Below are records; work out how many of their lines contain the word "Shopping" and reply with the number only.

_TASK INPUT_.
####
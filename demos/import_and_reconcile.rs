//! Import a card statement, reconcile it, then fix history with a late import

use bigdecimal::BigDecimal;
use chrono::NaiveDate;
use ledger_reconciliation::utils::MemoryStorage;
use ledger_reconciliation::{
    AccountKind, CheckpointType, Currency, ImportOptions, Institution, Ledger, RulesetKey,
    Transaction, TransactionType,
};
use std::str::FromStr;

const CARD_STATEMENT: &str = "\
Transaction Date,Post Date,Description,Category,Type,Amount,Memo
01/03/2024,01/04/2024,AMAZON MKTP US,Shopping,Sale,-23.99,
01/05/2024,01/06/2024,BLUE BOTTLE COFFEE,Food & Drink,Sale,-6.25,
01/07/2024,01/07/2024,Payment Thank You - Web,,Payment,0.00,
01/08/2024,01/08/2024,AUTHORIZATION HOLD,,Sale,0.00,
01/12/2024,01/13/2024,AMAZON MKTP US,Shopping,Return,23.99,
01/15/2024,01/15/2024,Payment Thank You - Web,,Payment,150.00,
";

#[tokio::main]
async fn main() -> Result<(), Box<dyn std::error::Error>> {
    println!("Ledger Reconciliation - Import and Reconcile Example\n");

    let storage = MemoryStorage::new();
    let mut ledger = Ledger::new(storage.clone());

    let card = ledger
        .create_account(
            "sapphire".to_string(),
            "user-1".to_string(),
            "Sapphire Preferred".to_string(),
            AccountKind::CreditCard,
            Currency::usd(),
        )
        .await?;
    println!("Created account: {} ({:?})", card.name, card.account_kind);

    // 1. Parse and import the statement
    let key = RulesetKey::new(Institution::Chase, AccountKind::CreditCard);
    let statement = ledger.import_statement(CARD_STATEMENT, &key, &card.id).await?;
    println!(
        "\nParsed {} transactions ({} rows skipped) from {} to {}",
        statement.transactions.len(),
        statement.skipped_rows,
        statement.start_date,
        statement.end_date
    );
    for txn in &statement.transactions {
        println!(
            "  {}  {:>10}  {:<12} {}",
            txn.date,
            txn.amount,
            txn.transaction_type.to_string(),
            txn.description
        );
    }

    let imported = ledger
        .import_statement_into(CARD_STATEMENT, &key, &card.id)
        .await?;
    println!(
        "Imported {} new, {} duplicates",
        imported.summary.imported_count, imported.summary.duplicate_count
    );

    // 2. Reconcile against the closing balance printed on the statement
    let closing = NaiveDate::from_ymd_opt(2024, 1, 31).ok_or("invalid date")?;
    let checkpoint = ledger
        .reconcile(
            &card.id,
            closing,
            BigDecimal::from_str("-1200.00")?,
            CheckpointType::Statement,
        )
        .await?;
    println!("\nCheckpoint at {}: {}", checkpoint.date, checkpoint.balance);
    print_adjustment(&storage, &card.id, closing)?;

    // 3. A purchase that was missing from the export arrives later
    let late = Transaction::new(
        "late-furniture".to_string(),
        card.id.clone(),
        NaiveDate::from_ymd_opt(2024, 1, 20).ok_or("invalid date")?,
        BigDecimal::from_str("-1299.00")?,
        "WEST ELM #552".to_string(),
        TransactionType::Withdrawal,
    );
    let summary = ledger
        .import_batch(&card.id, vec![late], ImportOptions::default())
        .await?;
    println!(
        "\nLate import: {} new, earliest {:?}",
        summary.imported_count, summary.min_date
    );
    print_adjustment(&storage, &card.id, closing)?;

    // 4. Audit the checkpoint chain
    println!("\nValidated checkpoints:");
    for cp in ledger.get_validated_checkpoints(&card.id).await? {
        if let Some(validation) = cp.validation {
            println!(
                "  {}  balance {}  valid {}  difference {}",
                cp.date, cp.balance, validation.is_valid, validation.difference
            );
        }
    }

    if let Some(account) = ledger.get_account(&card.id).await? {
        println!(
            "\nCached balance: {} as of {:?}",
            account.balance, account.balance_date
        );
    }

    Ok(())
}

fn print_adjustment(
    storage: &MemoryStorage,
    account_id: &str,
    date: NaiveDate,
) -> Result<(), Box<dyn std::error::Error>> {
    let adjustment = storage
        .account_transactions(account_id)?
        .into_iter()
        .find(|t| t.is_adjustment_on(date));
    match adjustment {
        Some(txn) => println!("  Adjustment: {} ({})", txn.amount, txn.description),
        None => println!("  No adjustment needed"),
    }
    Ok(())
}
//! Manual transaction entry and editing

use bigdecimal::BigDecimal;
use chrono::NaiveDate;
use tracing::info;
use uuid::Uuid;

use crate::traits::*;
use crate::types::*;

/// Transaction manager for manually entered transactions
///
/// Mutations return the earliest date whose history they changed, so the
/// caller can refresh checkpoints from there.
pub struct TransactionManager<S: LedgerStorage> {
    storage: S,
    validator: Box<dyn TransactionValidator>,
}

impl<S: LedgerStorage> TransactionManager<S> {
    /// Create a new transaction manager
    pub fn new(storage: S) -> Self {
        Self {
            storage,
            validator: Box::new(DefaultTransactionValidator),
        }
    }

    /// Create a new transaction manager with custom validator
    pub fn with_validator(storage: S, validator: Box<dyn TransactionValidator>) -> Self {
        Self { storage, validator }
    }

    /// Record a new transaction; an empty id is replaced with a random one
    pub async fn record_transaction(
        &mut self,
        mut transaction: Transaction,
    ) -> LedgerResult<Transaction> {
        self.validator.validate_transaction(&transaction)?;

        let account = self
            .storage
            .get_account(&transaction.account_id)
            .await?
            .ok_or_else(|| LedgerError::AccountNotFound(transaction.account_id.clone()))?;

        if transaction.has_id() {
            if self.storage.get_transaction(&transaction.id).await?.is_some() {
                return Err(LedgerError::Validation(format!(
                    "Transaction with ID '{}' already exists",
                    transaction.id
                )));
            }
        } else {
            transaction.id = Uuid::new_v4().to_string();
        }

        if transaction.user_id.is_empty() {
            transaction.user_id = account.user_id;
        }
        let now = chrono::Utc::now().naive_utc();
        transaction.created_at = now;
        transaction.updated_at = now;

        let mut batch = WriteBatch::new();
        batch.upsert_transaction(transaction.clone());
        self.storage.commit(batch).await?;

        info!(
            transaction_id = %transaction.id,
            account_id = %transaction.account_id,
            date = %transaction.date,
            "Recorded transaction"
        );
        Ok(transaction)
    }

    /// Get a transaction by ID
    pub async fn get_transaction(&self, transaction_id: &str) -> LedgerResult<Option<Transaction>> {
        self.storage.get_transaction(transaction_id).await
    }

    /// Get a transaction by ID, returning an error if not found
    pub async fn get_transaction_required(
        &self,
        transaction_id: &str,
    ) -> LedgerResult<Transaction> {
        self.storage
            .get_transaction(transaction_id)
            .await?
            .ok_or_else(|| LedgerError::TransactionNotFound(transaction_id.to_string()))
    }

    /// Transactions of an account with `after < date <= through`
    pub async fn get_account_transactions(
        &self,
        account_id: &str,
        after: Option<NaiveDate>,
        through: NaiveDate,
    ) -> LedgerResult<Vec<Transaction>> {
        self.storage
            .get_transactions_in_range(account_id, after, through)
            .await
    }

    /// Replace a stored transaction.
    ///
    /// Returns the earlier of the old and new dates when the date or amount
    /// changed, `None` when balances are unaffected.
    pub async fn update_transaction(
        &mut self,
        transaction: &Transaction,
    ) -> LedgerResult<Option<NaiveDate>> {
        let old = self.get_transaction_required(&transaction.id).await?;

        self.validator.validate_transaction(transaction)?;
        ensure_manual(&old)?;
        if old.account_id != transaction.account_id {
            return Err(LedgerError::InvalidTransaction(format!(
                "Transaction '{}' cannot move to another account",
                transaction.id
            )));
        }

        let mut updated = transaction.clone();
        updated.created_at = old.created_at;
        updated.updated_at = chrono::Utc::now().naive_utc();

        let mut batch = WriteBatch::new();
        batch.upsert_transaction(updated);
        self.storage.commit(batch).await?;

        let affected = (old.date != transaction.date || old.amount != transaction.amount)
            .then(|| old.date.min(transaction.date));
        info!(transaction_id = %transaction.id, ?affected, "Updated transaction");
        Ok(affected)
    }

    /// Delete a transaction, returning what was removed
    pub async fn delete_transaction(&mut self, transaction_id: &str) -> LedgerResult<Transaction> {
        let transaction = self.get_transaction_required(transaction_id).await?;
        ensure_manual(&transaction)?;

        let mut batch = WriteBatch::new();
        batch.delete_transaction(transaction_id);
        self.storage.commit(batch).await?;

        info!(transaction_id, date = %transaction.date, "Deleted transaction");
        Ok(transaction)
    }
}

/// Adjustments are only touched through their checkpoint
fn ensure_manual(transaction: &Transaction) -> LedgerResult<()> {
    if transaction.transaction_type == TransactionType::Reconciliation {
        return Err(LedgerError::InvalidTransaction(format!(
            "Transaction '{}' is a reconciliation adjustment",
            transaction.id
        )));
    }
    Ok(())
}

/// Transaction builder for manually entered transactions
#[derive(Debug)]
pub struct TransactionBuilder {
    transaction: Transaction,
}

impl TransactionBuilder {
    /// Create a new transaction builder
    pub fn new(
        account_id: String,
        date: NaiveDate,
        amount: BigDecimal,
        description: String,
    ) -> Self {
        Self {
            transaction: Transaction::new(
                String::new(),
                account_id,
                date,
                amount,
                description,
                TransactionType::General,
            ),
        }
    }

    /// Use a caller-supplied id
    pub fn id(mut self, id: String) -> Self {
        self.transaction.id = id;
        self
    }

    pub fn transaction_type(mut self, transaction_type: TransactionType) -> Self {
        self.transaction.transaction_type = transaction_type;
        self
    }

    pub fn category(mut self, category_id: String) -> Self {
        self.transaction.category_id = Some(category_id);
        self
    }

    pub fn currency(mut self, currency: Currency) -> Self {
        self.transaction.currency = currency;
        self
    }

    /// Mark as a trade of `quantity` units of `instrument_id` at `price`
    pub fn trade(mut self, instrument_id: String, quantity: BigDecimal, price: BigDecimal) -> Self {
        self.transaction.transaction_type = TransactionType::Trade;
        self.transaction.instrument_id = Some(instrument_id);
        self.transaction.quantity = Some(quantity);
        self.transaction.price = Some(price);
        self
    }

    /// Link to the other side of a transfer
    pub fn linked_to(mut self, transaction_id: String) -> Self {
        self.transaction.linked_transaction_id = Some(transaction_id);
        self
    }

    pub fn tag(mut self, tag_id: String) -> Self {
        self.transaction.tag_ids.insert(tag_id);
        self
    }

    /// Build the transaction
    pub fn build(self) -> LedgerResult<Transaction> {
        DefaultTransactionValidator.validate_transaction(&self.transaction)?;
        Ok(self.transaction)
    }
}

#[cfg(test)]
mod tests {
    use super::*;
    use crate::utils::MemoryStorage;

    fn day(d: u32) -> NaiveDate {
        NaiveDate::from_ymd_opt(2024, 5, d).unwrap()
    }

    async fn manager() -> TransactionManager<MemoryStorage> {
        let mut storage = MemoryStorage::new();
        let mut batch = WriteBatch::new();
        batch.push(WriteOp::SaveAccount(Account::new(
            "acc".to_string(),
            "owner".to_string(),
            "Checking".to_string(),
            AccountKind::Checking,
            Currency::usd(),
        )));
        storage.commit(batch).await.unwrap();
        TransactionManager::new(storage)
    }

    #[test]
    fn test_builder() {
        let txn = TransactionBuilder::new(
            "brokerage".to_string(),
            day(1),
            BigDecimal::from(-481),
            "Buy VTI".to_string(),
        )
        .trade("VTI".to_string(), BigDecimal::from(2), BigDecimal::from(240))
        .tag("long-term".to_string())
        .build()
        .unwrap();
        assert_eq!(txn.transaction_type, TransactionType::Trade);
        assert!(!txn.has_id());
        assert!(txn.tag_ids.contains("long-term"));

        let adjustment = TransactionBuilder::new(
            "brokerage".to_string(),
            day(1),
            BigDecimal::from(1),
            "Fix".to_string(),
        )
        .transaction_type(TransactionType::Reconciliation)
        .build();
        assert!(matches!(adjustment, Err(LedgerError::InvalidTransaction(_))));
    }

    #[tokio::test]
    async fn test_record_assigns_id_and_owner() {
        let mut manager = manager().await;
        let txn = TransactionBuilder::new(
            "acc".to_string(),
            day(3),
            BigDecimal::from(-9),
            "Lunch".to_string(),
        )
        .build()
            .unwrap();
        let recorded = manager.record_transaction(txn).await.unwrap();
        assert!(recorded.has_id());
        assert_eq!(recorded.user_id, "owner");

        let duplicate = manager.record_transaction(recorded.clone()).await;
        assert!(matches!(duplicate, Err(LedgerError::Validation(_))));
    }

    #[tokio::test]
    async fn test_update_reports_affected_date() {
        let mut manager = manager().await;
        let txn = TransactionBuilder::new(
            "acc".to_string(),
            day(10),
            BigDecimal::from(-9),
            "Lunch".to_string(),
        )
        .id("t1".to_string())
        .build()
            .unwrap();
        let mut recorded = manager.record_transaction(txn).await.unwrap();

        recorded.description = "Team lunch".to_string();
        assert_eq!(manager.update_transaction(&recorded).await.unwrap(), None);

        recorded.date = day(4);
        assert_eq!(manager.update_transaction(&recorded).await.unwrap(), Some(day(4)));

        recorded.date = day(12);
        recorded.amount = BigDecimal::from(-11);
        assert_eq!(manager.update_transaction(&recorded).await.unwrap(), Some(day(4)));

        let deleted = manager.delete_transaction("t1").await.unwrap();
        assert_eq!(deleted.date, day(12));
        assert!(manager.get_transaction("t1").await.unwrap().is_none());
    }

    #[tokio::test]
    async fn test_unknown_account_and_transaction() {
        let mut manager = manager().await;
        let txn = TransactionBuilder::new(
            "other".to_string(),
            day(1),
            BigDecimal::from(1),
            "x".to_string(),
        )
        .build()
            .unwrap();
        assert!(matches!(
            manager.record_transaction(txn).await,
            Err(LedgerError::AccountNotFound(_))
        ));
        assert!(matches!(
            manager.delete_transaction("missing").await,
            Err(LedgerError::TransactionNotFound(_))
        ));
    }
}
####
_THE ANSWER_.
2